Your goal ::
Wherever a line in the records contains the word "ControlError", return that line.

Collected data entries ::
+++++

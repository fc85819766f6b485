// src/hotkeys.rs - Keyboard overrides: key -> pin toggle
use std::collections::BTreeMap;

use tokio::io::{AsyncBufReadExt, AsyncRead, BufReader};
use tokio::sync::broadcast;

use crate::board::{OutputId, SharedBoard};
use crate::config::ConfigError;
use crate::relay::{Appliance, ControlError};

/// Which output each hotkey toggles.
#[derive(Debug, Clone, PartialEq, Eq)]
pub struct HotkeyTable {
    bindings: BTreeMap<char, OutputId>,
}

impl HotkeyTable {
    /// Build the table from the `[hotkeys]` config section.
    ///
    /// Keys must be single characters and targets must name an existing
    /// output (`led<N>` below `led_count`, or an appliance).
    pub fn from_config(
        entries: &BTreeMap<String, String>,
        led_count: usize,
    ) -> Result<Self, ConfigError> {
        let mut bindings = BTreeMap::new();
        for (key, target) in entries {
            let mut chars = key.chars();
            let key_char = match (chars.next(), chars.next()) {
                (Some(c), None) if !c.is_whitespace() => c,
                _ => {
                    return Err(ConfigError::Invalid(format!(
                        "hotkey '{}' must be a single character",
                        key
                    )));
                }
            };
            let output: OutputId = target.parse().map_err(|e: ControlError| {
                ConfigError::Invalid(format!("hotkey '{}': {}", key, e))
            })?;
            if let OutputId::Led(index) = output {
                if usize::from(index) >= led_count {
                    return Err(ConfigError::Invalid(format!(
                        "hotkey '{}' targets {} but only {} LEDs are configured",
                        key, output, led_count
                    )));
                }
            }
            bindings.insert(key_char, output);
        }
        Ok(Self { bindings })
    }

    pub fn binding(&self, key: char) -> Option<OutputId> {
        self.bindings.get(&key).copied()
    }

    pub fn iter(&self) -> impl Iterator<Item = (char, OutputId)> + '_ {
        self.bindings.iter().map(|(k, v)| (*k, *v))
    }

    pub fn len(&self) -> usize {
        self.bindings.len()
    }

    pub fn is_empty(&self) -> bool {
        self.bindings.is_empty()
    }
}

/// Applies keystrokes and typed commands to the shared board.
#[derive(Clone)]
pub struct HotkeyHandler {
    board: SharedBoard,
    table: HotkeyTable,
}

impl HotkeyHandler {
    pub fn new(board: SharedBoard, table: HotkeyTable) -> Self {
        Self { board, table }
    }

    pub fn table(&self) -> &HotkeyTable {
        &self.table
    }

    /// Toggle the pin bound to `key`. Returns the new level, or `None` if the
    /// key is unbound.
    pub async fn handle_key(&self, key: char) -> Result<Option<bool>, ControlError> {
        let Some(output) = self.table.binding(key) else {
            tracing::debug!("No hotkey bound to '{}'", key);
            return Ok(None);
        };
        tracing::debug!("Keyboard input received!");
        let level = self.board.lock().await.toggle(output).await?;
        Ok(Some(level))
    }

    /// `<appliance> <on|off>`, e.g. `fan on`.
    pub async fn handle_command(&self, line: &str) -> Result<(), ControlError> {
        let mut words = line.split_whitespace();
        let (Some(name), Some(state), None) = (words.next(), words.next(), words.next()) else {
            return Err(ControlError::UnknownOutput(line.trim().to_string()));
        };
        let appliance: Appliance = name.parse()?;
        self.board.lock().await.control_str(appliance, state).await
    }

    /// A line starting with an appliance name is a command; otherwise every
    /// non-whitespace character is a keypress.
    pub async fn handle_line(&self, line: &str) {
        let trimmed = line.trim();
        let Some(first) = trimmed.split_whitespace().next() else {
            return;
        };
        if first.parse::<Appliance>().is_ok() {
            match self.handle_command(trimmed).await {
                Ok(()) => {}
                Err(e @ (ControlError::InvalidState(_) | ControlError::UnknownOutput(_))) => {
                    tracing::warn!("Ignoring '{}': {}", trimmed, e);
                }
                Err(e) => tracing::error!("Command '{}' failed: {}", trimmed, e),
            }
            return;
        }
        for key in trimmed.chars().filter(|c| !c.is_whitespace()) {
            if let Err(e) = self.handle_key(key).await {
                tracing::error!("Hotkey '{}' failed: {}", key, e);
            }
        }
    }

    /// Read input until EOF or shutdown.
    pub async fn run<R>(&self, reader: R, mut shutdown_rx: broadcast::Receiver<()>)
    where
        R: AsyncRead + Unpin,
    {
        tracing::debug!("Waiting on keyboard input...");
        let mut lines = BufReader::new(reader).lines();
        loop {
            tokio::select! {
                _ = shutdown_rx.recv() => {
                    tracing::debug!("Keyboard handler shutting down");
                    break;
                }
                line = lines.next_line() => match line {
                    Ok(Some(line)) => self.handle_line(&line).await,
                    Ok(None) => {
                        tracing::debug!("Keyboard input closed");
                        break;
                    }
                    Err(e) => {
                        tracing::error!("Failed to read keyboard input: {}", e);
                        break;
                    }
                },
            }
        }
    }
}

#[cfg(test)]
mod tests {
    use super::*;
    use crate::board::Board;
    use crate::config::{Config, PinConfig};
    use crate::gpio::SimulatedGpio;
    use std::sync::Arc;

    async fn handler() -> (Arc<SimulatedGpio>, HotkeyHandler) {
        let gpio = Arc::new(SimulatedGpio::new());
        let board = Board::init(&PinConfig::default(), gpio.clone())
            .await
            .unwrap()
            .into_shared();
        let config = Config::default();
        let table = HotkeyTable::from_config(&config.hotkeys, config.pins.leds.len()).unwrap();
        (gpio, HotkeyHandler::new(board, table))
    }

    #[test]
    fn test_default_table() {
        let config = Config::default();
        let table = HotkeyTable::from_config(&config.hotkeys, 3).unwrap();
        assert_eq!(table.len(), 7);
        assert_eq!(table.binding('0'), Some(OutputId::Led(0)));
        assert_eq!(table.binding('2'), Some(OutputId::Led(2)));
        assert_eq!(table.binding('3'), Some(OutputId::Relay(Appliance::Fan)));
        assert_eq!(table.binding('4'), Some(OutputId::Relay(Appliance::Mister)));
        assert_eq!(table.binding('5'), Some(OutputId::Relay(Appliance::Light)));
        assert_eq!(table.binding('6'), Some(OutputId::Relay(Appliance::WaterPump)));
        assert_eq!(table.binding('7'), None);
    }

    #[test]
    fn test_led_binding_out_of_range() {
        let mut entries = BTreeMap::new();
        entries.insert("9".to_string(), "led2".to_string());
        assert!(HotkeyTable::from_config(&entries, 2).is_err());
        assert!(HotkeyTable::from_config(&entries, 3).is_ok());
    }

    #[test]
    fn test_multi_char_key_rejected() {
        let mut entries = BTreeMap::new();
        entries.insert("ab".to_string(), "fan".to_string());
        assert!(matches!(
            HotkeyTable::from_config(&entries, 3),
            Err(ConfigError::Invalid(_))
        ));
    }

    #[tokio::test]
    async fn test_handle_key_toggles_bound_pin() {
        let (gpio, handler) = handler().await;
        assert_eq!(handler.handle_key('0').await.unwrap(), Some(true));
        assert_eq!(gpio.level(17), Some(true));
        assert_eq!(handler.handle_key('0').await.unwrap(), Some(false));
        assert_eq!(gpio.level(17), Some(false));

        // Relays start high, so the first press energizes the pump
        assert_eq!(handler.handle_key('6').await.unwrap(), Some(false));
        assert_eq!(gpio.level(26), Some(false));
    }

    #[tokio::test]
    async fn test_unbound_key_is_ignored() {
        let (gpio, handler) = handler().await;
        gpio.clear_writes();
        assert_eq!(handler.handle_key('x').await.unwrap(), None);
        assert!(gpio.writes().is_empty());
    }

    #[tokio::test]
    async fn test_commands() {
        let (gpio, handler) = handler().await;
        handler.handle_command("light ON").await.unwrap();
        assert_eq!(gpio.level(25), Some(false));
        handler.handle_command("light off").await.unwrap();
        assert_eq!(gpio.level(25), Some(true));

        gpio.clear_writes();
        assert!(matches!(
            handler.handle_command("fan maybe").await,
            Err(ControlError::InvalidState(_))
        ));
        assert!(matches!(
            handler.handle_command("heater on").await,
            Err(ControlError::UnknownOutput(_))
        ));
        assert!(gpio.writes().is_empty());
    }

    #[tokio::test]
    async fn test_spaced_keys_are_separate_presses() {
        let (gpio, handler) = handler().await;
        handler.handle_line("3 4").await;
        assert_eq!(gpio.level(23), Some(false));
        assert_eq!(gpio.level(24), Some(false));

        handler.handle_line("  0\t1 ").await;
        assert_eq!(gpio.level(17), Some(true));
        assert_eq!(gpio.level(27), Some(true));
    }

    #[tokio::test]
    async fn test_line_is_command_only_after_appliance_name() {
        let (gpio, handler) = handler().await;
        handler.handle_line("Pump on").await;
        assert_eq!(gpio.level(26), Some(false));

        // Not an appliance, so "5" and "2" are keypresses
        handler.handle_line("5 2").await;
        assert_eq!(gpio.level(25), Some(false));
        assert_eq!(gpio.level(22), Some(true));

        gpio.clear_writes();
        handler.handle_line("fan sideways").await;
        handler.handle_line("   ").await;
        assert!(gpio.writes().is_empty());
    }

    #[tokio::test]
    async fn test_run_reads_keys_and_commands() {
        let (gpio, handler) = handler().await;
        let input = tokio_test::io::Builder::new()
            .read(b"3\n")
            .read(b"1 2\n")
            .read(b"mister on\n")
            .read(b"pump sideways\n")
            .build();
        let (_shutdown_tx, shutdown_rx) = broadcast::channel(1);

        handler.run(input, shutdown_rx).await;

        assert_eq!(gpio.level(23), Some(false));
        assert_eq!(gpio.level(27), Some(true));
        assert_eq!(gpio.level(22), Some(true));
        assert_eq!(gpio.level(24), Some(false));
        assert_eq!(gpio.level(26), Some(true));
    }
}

+++++

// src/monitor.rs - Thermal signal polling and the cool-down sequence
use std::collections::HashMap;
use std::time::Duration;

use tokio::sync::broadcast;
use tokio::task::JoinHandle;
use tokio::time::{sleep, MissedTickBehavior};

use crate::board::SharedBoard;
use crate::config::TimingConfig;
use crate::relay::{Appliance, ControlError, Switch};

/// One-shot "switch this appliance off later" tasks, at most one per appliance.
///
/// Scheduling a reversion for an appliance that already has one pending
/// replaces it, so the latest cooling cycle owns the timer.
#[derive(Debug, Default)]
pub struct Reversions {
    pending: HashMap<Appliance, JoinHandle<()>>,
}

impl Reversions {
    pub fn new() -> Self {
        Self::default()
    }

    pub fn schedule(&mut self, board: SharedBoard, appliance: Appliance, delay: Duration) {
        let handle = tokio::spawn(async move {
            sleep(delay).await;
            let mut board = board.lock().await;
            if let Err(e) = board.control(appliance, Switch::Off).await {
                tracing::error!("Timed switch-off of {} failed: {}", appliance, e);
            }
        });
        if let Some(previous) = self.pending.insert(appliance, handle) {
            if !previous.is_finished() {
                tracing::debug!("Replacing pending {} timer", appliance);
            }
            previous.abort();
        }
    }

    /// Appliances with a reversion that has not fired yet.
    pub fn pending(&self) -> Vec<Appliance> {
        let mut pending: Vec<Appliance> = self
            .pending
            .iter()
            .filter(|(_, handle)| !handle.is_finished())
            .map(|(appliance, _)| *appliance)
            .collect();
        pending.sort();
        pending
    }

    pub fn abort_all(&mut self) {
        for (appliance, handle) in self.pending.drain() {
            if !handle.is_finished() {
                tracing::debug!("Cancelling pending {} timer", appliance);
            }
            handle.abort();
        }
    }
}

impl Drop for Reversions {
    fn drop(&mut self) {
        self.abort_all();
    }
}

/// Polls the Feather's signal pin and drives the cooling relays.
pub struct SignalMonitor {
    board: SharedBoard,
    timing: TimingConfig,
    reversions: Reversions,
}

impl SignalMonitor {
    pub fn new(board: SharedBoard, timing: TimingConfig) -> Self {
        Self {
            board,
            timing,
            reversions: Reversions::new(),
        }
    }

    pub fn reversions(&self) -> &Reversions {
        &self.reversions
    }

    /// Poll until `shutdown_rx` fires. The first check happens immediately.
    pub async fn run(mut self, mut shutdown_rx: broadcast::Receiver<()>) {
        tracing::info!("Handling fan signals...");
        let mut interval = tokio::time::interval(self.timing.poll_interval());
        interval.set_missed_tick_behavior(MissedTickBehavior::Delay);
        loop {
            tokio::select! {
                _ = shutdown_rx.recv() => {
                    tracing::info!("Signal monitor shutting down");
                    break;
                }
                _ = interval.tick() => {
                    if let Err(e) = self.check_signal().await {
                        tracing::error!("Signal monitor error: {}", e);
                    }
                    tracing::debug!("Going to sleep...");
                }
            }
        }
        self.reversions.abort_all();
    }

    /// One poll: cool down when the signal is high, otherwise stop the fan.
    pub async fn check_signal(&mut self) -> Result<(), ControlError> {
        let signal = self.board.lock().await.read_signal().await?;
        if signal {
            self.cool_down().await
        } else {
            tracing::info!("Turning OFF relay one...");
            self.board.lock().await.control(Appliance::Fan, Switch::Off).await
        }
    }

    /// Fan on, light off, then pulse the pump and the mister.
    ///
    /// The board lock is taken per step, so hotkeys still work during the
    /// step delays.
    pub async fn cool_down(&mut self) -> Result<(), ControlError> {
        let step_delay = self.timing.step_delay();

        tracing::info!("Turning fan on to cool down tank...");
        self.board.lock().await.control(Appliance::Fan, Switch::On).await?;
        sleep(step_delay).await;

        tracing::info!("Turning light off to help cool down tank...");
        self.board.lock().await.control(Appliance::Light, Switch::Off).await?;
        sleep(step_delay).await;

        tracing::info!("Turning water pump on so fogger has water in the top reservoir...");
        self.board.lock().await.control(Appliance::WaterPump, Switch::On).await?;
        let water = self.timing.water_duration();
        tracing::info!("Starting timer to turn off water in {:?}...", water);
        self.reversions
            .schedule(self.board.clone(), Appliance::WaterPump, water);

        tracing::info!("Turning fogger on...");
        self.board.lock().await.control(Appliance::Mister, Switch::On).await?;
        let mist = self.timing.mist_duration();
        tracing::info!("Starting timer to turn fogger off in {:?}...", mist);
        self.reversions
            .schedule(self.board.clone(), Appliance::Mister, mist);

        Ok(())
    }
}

+++++

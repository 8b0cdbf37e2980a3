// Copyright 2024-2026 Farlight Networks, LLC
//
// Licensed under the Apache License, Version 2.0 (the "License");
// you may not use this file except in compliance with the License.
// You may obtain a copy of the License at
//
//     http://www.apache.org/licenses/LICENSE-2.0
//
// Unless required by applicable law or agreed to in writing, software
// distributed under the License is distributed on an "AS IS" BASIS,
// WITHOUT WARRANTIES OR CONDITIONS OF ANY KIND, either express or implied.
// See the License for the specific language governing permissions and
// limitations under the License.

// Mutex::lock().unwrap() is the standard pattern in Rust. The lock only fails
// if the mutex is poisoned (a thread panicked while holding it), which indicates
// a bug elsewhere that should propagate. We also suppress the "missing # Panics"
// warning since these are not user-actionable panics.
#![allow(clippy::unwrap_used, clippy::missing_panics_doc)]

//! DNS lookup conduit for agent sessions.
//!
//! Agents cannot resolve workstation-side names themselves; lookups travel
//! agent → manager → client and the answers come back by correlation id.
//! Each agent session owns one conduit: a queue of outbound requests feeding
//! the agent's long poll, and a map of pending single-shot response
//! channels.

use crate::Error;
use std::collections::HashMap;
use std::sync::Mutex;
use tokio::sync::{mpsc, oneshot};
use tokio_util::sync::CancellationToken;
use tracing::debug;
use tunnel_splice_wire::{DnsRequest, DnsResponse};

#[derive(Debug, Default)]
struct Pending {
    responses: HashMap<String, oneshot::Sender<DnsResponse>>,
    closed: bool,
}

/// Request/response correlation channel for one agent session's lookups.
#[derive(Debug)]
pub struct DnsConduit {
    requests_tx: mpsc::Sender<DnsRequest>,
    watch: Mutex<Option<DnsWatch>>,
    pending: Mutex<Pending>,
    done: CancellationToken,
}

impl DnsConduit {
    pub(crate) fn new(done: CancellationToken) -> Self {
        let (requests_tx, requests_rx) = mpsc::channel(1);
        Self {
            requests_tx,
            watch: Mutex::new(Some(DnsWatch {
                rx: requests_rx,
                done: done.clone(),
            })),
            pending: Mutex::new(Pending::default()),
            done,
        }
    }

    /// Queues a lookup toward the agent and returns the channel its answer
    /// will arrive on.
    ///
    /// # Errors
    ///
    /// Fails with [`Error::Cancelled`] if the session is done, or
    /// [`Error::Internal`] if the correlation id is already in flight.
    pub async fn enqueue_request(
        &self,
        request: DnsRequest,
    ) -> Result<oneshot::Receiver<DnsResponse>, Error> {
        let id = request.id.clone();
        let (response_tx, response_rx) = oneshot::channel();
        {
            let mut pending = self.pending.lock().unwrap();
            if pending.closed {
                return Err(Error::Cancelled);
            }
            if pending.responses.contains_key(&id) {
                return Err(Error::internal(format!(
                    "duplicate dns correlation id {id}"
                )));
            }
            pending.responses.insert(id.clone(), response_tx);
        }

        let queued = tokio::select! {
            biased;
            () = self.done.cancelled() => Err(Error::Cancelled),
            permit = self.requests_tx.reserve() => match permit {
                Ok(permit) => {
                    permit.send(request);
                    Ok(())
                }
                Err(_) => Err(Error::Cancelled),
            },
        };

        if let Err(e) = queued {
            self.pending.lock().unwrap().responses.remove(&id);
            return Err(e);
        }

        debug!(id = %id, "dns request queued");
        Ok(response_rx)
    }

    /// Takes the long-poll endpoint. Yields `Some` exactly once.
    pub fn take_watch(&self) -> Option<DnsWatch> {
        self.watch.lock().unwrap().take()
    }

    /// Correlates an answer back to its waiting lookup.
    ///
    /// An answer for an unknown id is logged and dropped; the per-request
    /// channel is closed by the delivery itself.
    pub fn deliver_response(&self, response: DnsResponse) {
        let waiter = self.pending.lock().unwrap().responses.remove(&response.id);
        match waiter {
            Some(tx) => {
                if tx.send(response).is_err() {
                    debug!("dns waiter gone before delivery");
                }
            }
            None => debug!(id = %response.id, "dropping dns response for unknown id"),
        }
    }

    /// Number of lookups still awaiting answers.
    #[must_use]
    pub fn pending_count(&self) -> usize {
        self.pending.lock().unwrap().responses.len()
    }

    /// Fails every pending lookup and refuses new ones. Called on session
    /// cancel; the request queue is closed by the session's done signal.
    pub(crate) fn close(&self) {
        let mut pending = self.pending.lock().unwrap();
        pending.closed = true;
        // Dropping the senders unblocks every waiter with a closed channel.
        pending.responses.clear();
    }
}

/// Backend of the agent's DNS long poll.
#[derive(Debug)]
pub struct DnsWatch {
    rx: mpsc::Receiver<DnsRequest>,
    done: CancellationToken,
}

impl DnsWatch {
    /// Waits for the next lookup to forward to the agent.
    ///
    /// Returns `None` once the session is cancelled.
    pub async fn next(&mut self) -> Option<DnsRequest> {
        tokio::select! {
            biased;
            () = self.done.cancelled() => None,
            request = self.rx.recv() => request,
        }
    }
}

+++++

Task output ::
use crate::relay::{Appliance, ControlError};
            let output: OutputId = target.parse().map_err(|e: ControlError| {
    pub async fn handle_key(&self, key: char) -> Result<Option<bool>, ControlError> {
    pub async fn handle_command(&self, line: &str) -> Result<(), ControlError> {
            return Err(ControlError::UnknownOutput(line.trim().to_string()));
                Err(e @ (ControlError::InvalidState(_) | ControlError::UnknownOutput(_))) => {
            Err(ControlError::InvalidState(_))
            Err(ControlError::UnknownOutput(_))
use crate::relay::{Appliance, ControlError, Switch};
    pub async fn check_signal(&mut self) -> Result<(), ControlError> {
    pub async fn cool_down(&mut self) -> Result<(), ControlError> {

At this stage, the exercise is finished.